Les vols dans des camions se produisent de plus en plus selon Fabrice. "Nous n'avons pas des véhicules super équipés comme certaines voitures, nos véhicules sont forcés régulièrement", informe-t-il avant de nous décrire un type de vol impressionnant. "Des chauffeurs ont déjà été gazés la nuit. Quand ils se réveillent le matin, il n'y a plus rien dans le camion, les voleurs ont vidé le véhicule. C'est fréquent", allègue-t-il. La solution ? Des contrôles plus fréquents et des caméras sur les parkings. "Je ne vois jamais de caméras dans un parking. Vous allez pas me dire que c'est pas possible d'installer deux caméras par parking", dit-il.

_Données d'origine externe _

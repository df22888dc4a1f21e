use std::path::Path;
use std::sync::Arc;

use pretty_assertions::assert_eq;
use vision::{
    compile, CompileLog, Object, RuntimeError, Script, ScriptOptions, SourceFile, Vocabulary,
    DEFAULT_MAX_CALL_DEPTH,
};

fn compile_str(code: &str) -> Result<vision::Program, CompileLog> {
    compile(
        Arc::new(Vocabulary::standard()),
        &[SourceFile::new("main", code)],
    )
}

fn run_str(code: &str) -> (String, Vec<RuntimeError>) {
    let program = compile_str(code).unwrap_or_else(|log| panic!("compile failed:\n{}", log));
    let mut script = Script::new(program);
    let errors = script.start();
    (script.output_log(), errors)
}

fn run_fixture(name: &str) -> String {
    let path = Path::new(env!("CARGO_MANIFEST_DIR"))
        .join("tests/fixtures")
        .join(name);
    let file = SourceFile::read(&path).unwrap();
    let program = compile(Arc::new(Vocabulary::standard()), &[file])
        .unwrap_or_else(|log| panic!("{} failed to compile:\n{}", name, log));
    let mut script = Script::new(program);
    let errors = script.start();
    assert!(errors.is_empty(), "{} raised {:?}", name, errors);
    script.output_log()
}

fn first_diagnostic(code: &str) -> String {
    compile_str(code).unwrap_err().diagnostics[0].to_string()
}

// ---------------------------------------------------------------------------
// Fixtures
// ---------------------------------------------------------------------------

#[test]
fn hello_world() {
    assert_eq!(run_fixture("hello.vis"), "Hello World");
}

#[test]
fn variables_and_interpolation() {
    assert_eq!(
        run_fixture("variables.vis"),
        "5\n7.5\nHi 7.5!\n#3+2=5# stays as written"
    );
}

#[test]
fn repeat_runs_its_body_each_time() {
    assert_eq!(run_fixture("repeat.vis"), "hi\nhi\nhi");
}

#[test]
fn false_condition_takes_the_else_branch() {
    assert_eq!(run_fixture("if_else.vis"), "b");
}

#[test]
fn only_one_alternative_of_a_chain_runs() {
    assert_eq!(run_fixture("chain.vis"), "two\ndone");
}

#[test]
fn loops_and_early_stop() {
    assert_eq!(
        run_fixture("loops.vis"),
        "tick 1\ncount is 1\n3\n3\n2\n1\nonce"
    );
}

#[test]
fn block_locals_shadow_hat_locals() {
    assert_eq!(run_fixture("scoping.vis"), "inner\ninner\nouter\nshared");
}

#[test]
fn user_definitions_and_recursion() {
    assert_eq!(run_fixture("definitions.vis"), "Hello, Ada!\n120");
}

#[test]
fn list_operations() {
    assert_eq!(
        run_fixture("collections.vis"),
        "[Zed, Ann, Bob, Cid]\n3\nZed\n3\nfalse\nHi Zed\nHi Bob\nHi Cid\ntrue"
    );
}

#[test]
fn custom_objects_fire_their_hat() {
    assert_eq!(
        run_fixture("objects.vis"),
        "book\nDune\nbook{created: yes, title: Dune}"
    );
}

#[test]
fn math_and_string_reporters() {
    assert_eq!(
        run_fixture("math.vis"),
        "21\n10\n1.5\n3\n4\n4\n7\nabc\n5\nb\ntrue"
    );
}

// ---------------------------------------------------------------------------
// Run-time behaviour
// ---------------------------------------------------------------------------

#[test]
fn a_failing_hat_does_not_stop_its_siblings() {
    let (output, errors) = run_str(
        "when started\n\
         print [first]\n\
         print (missing)\n\
         print [unreachable]\n\
         end\n\
         when started\n\
         print [second]\n\
         end",
    );
    assert_eq!(output, "first\nsecond");
    assert_eq!(errors.len(), 1);
    assert_eq!(errors[0].message, "Variable 'missing' could not be found!");
    assert_eq!(errors[0].range.line_start, 3);
}

#[test]
fn hat_locals_are_not_shared_between_hats() {
    let (output, errors) = run_str(
        "when started\n\
         set [x] to [1]\n\
         end\n\
         when started\n\
         print (x)\n\
         end",
    );
    assert_eq!(output, "");
    assert_eq!(errors.len(), 1);
}

#[test]
fn stop_ends_the_hat() {
    let (output, errors) = run_str(
        "when started\n\
         repeat [3]\n\
         print [a]\n\
         stop\n\
         end\n\
         print [b]\n\
         end",
    );
    assert_eq!(output, "a");
    assert!(errors.is_empty());
}

#[test]
fn stop_loop_outside_a_block_is_an_error() {
    let (_, errors) = run_str("when started\nstop loop\nend");
    assert_eq!(errors.len(), 1);
    assert!(errors[0].message.contains("stop loop"));
}

#[test]
fn defined_reporter_must_return() {
    let (_, errors) = run_str(
        "define reporter nothing\n\
         print [side effect]\n\
         end\n\
         when started\n\
         print (nothing)\n\
         end",
    );
    assert_eq!(errors.len(), 1);
    assert!(errors[0].message.contains("without returning"));
}

#[test]
fn runaway_recursion_hits_the_call_depth_limit() {
    let program = compile_str(
        "define command spin\n\
         spin\n\
         end\n\
         when started\n\
         spin\n\
         end",
    )
    .unwrap();
    let options = ScriptOptions {
        max_call_depth: 16,
        ..ScriptOptions::default()
    };
    let mut script = Script::with_options(program, options);
    let errors = script.start();
    assert_eq!(errors.len(), 1);
    assert!(errors[0].message.contains("Maximum call depth of 16"));
}

#[test]
fn recursion_within_the_default_depth_completes() {
    assert_eq!(DEFAULT_MAX_CALL_DEPTH, 64);
    let (output, errors) = run_str(
        "define reporter down [n]\n\
         if ((n) = 0)\n\
         return [0]\n\
         end\n\
         return ((down ((n) - 1)) + 1)\n\
         end\n\
         when started\n\
         print (down [60])\n\
         end",
    );
    assert!(errors.is_empty(), "{:?}", errors);
    assert_eq!(output, "60");
}

#[test]
fn unknown_names_in_expressions_are_errors() {
    let (output, errors) = run_str(
        "when started\n\
         if (flag = true)\n\
         print [yes]\n\
         else\n\
         print [no]\n\
         end\n\
         end",
    );
    assert_eq!(output, "");
    assert_eq!(errors.len(), 1);
    assert_eq!(errors[0].message, "Variable 'flag' could not be found!");
}

#[test]
fn substituted_values_are_not_parsed_again() {
    let (output, errors) = run_str(
        "when started\n\
         set [sum] to [1 + 1]\n\
         set [name] to [flag]\n\
         print ((sum) = 2)\n\
         print ((name) = (name))\n\
         end",
    );
    assert!(errors.is_empty(), "{:?}", errors);
    assert_eq!(output, "false\ntrue");
}

#[test]
fn self_containing_list_prints_a_placeholder() {
    let (output, errors) = run_str(
        "when started\n\
         set [l] to (new list)\n\
         for (l) add (l)\n\
         print (l)\n\
         end",
    );
    assert!(errors.is_empty());
    assert_eq!(output, "[[...]]");
}

#[test]
fn constants_leave_short_names_to_variables() {
    let (output, errors) = run_str(
        "when started\n\
         set [e] to [5]\n\
         print (e)\n\
         print ((e) + 1)\n\
         print (e + 1)\n\
         print (round (e constant))\n\
         print (round ((pi constant) * 100))\n\
         end",
    );
    assert!(errors.is_empty(), "{:?}", errors);
    assert_eq!(output, "5\n6\n6\n3\n314");
}

#[test]
fn list_is_an_ordinary_variable_name() {
    let (output, errors) = run_str(
        "when started\n\
         set [list] to [5]\n\
         print (list)\n\
         print (((list)) + 1)\n\
         end",
    );
    assert!(errors.is_empty(), "{:?}", errors);
    assert_eq!(output, "5\n6");
}

#[test]
fn random_whole_numbers_cover_the_inclusive_range() {
    let program = compile_str(
        "when started\n\
         set global [seen] to (new list)\n\
         repeat [300]\n\
         for (seen) add (random from [1] to [3])\n\
         end\n\
         end",
    )
    .unwrap();
    let mut script = Script::new(program);
    assert!(script.start().is_empty());

    let Some(Object::List(seen)) = script.global("seen") else {
        panic!("seen is not a list");
    };
    let values: Vec<f64> = seen
        .borrow()
        .iter()
        .map(|o| o.as_number().unwrap())
        .collect();
    assert_eq!(values.len(), 300);
    assert!(values.iter().all(|v| v.fract() == 0.0 && (1.0..=3.0).contains(v)));
    assert!(values.contains(&1.0));
    assert!(values.contains(&3.0));
}

#[test]
fn random_fractional_bounds_stay_in_range() {
    let program = compile_str(
        "when started\n\
         set global [seen] to (new list)\n\
         repeat [100]\n\
         for (seen) add (random from [0.5] to [1.5])\n\
         end\n\
         end",
    )
    .unwrap();
    let mut script = Script::new(program);
    assert!(script.start().is_empty());

    let Some(Object::List(seen)) = script.global("seen") else {
        panic!("seen is not a list");
    };
    assert!(seen
        .borrow()
        .iter()
        .all(|o| (0.5..=1.5).contains(&o.as_number().unwrap())));
}

#[test]
fn random_with_reversed_bounds_is_an_error() {
    let (output, errors) = run_str(
        "when started\n\
         print (random from [5] to [1])\n\
         end",
    );
    assert_eq!(output, "");
    assert_eq!(errors.len(), 1);
    assert!(errors[0].message.contains("greater than"));
}

#[test]
fn reporters_are_evaluated_on_every_read() {
    let (output, _) = run_str(
        "when started\n\
         set [l] to (new list)\n\
         repeat [3]\n\
         for (l) add (for (l) size)\n\
         end\n\
         print (l)\n\
         end",
    );
    assert_eq!(output, "[0, 1, 2]");
}

#[test]
fn hats_can_be_started_with_arguments() {
    let program = compile_str(
        "when custom object (thing) created\n\
         print [got #thing#]\n\
         end",
    )
    .unwrap();
    let mut script = Script::new(program);
    let errors = script.start_with("when custom object () created", &[Object::text("x")]);
    assert!(errors.is_empty());
    assert_eq!(script.output_log(), "got x");
}

#[test]
fn globals_outlive_the_hat() {
    let program = compile_str("when started\nset global [answer] to (6*7)\nend").unwrap();
    let mut script = Script::new(program);
    script.start();
    assert_eq!(script.global("answer").map(|o| o.to_string()), Some("42".to_string()));
}

#[test]
fn custom_vocabulary_is_pluggable() {
    let mut vocabulary = Vocabulary::new();
    vocabulary.add_hat("on ping");
    vocabulary.add_command("shout []", |p| {
        let text = p.str(0)?.to_uppercase();
        p.print(text);
        Ok(())
    });
    let program = compile(
        Arc::new(vocabulary),
        &[SourceFile::new("main", "on ping\nshout [hey]\nend")],
    )
    .unwrap();
    let mut script = Script::new(program);
    assert!(script.start_hat("on ping").is_empty());
    assert_eq!(script.output_log(), "HEY");
}

// ---------------------------------------------------------------------------
// Compile errors
// ---------------------------------------------------------------------------

#[test]
fn unmatched_bracket_is_reported_with_its_position() {
    assert_eq!(
        first_diagnostic("when started\nprint [a] )\nend"),
        "main:2:10-2:11: There are more ')' than '(' in this line. (line imbalance)"
    );
}

#[test]
fn indented_lines_report_their_real_column() {
    assert_eq!(
        first_diagnostic("when started\n\t\tprint [a] )\nend"),
        "main:2:12-2:13: There are more ')' than '(' in this line. (line imbalance)"
    );
}

#[test]
fn every_bracket_error_is_collected() {
    let log = compile_str("when started\nprint (a\nprint {b)\nend").unwrap_err();
    assert_eq!(log.diagnostics.len(), 2);
    assert_eq!(log.diagnostics[1].kind, "parameter mismatch");
}

#[test]
fn missing_and_extra_ends() {
    assert_eq!(
        first_diagnostic("when started\nprint [a]"),
        "main:2:0-2:9: There are not enough 'end's! (end imbalance)"
    );
    assert_eq!(
        first_diagnostic("when started\nend\nend"),
        "main:3:0-3:3: There are more 'end's than Hats or CBlocks! (end imbalance)"
    );
}

#[test]
fn unknown_lines_are_invalid() {
    assert_eq!(
        first_diagnostic("when stopped\nend"),
        "main:1:0-1:12: 'when stopped' is not a valid Hat (invalid code)"
    );
    assert_eq!(
        first_diagnostic("when started\nprint [a] [b]\nend"),
        "main:2:0-2:13: 'print [a] [b]' is not a valid Command (invalid code)"
    );
}

#[test]
fn blocks_do_not_span_files() {
    let files = [
        SourceFile::new("a", "when started\nrepeat [2]\nprint [x]\nend"),
        SourceFile::new("b", "end\nend"),
    ];
    let log = compile(Arc::new(Vocabulary::standard()), &files).unwrap_err();
    assert_eq!(
        log.diagnostics[0].range.as_ref().map(|r| r.file.to_string()),
        Some("a".to_string())
    );
}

Ce surcroit de vols a une autre conséquence fâcheuse: la hausse des primes d'assurance. "Les assureurs commencent à trouver le secteur à risques", rapporte le patron de Villers-le-Bouillet qui doit lâcher plus de 4000 euros d'assurances au total par an (assurances pour les marchandises, pour le véhicule, RC classique)


Le stress de chauffeurs toujours plus contrôlés

"Je pense qu'on est un des métiers les plus contrôlés dans le pays", dit Fabrice. Il énumère: contrôle des temps de repos et conduite, contrôle des douanes, contrôle des marchandises pour voir s'il n'y a pas des migrants qui s'y cachent, contrôle administratif, contrôle social et maintenant le contrôle lié à la taxe kilométrique. "En plus, c'est divisé par régions. On a la Flandre, Bruxelles, la Wallonie. Chacune a ses équipes de contrôle et n'accorde pas ses violons", constate le quarantenaire. "C'est déjà arrivé que sur la même journée, un chauffeur se fasse contrôler trois fois", soupire-t-il.


Le dumping social, bien sûr

Le problème est désormais bien connu et Fabrice ne souhaite pas s'étendre dessus car on en a déjà beaucoup parlé. Il nous répète ce qu'on a effectivement souvent entendu au cours des derniers mois: "Les charges sociales pour les patrons belges sont beaucoup trop importantes".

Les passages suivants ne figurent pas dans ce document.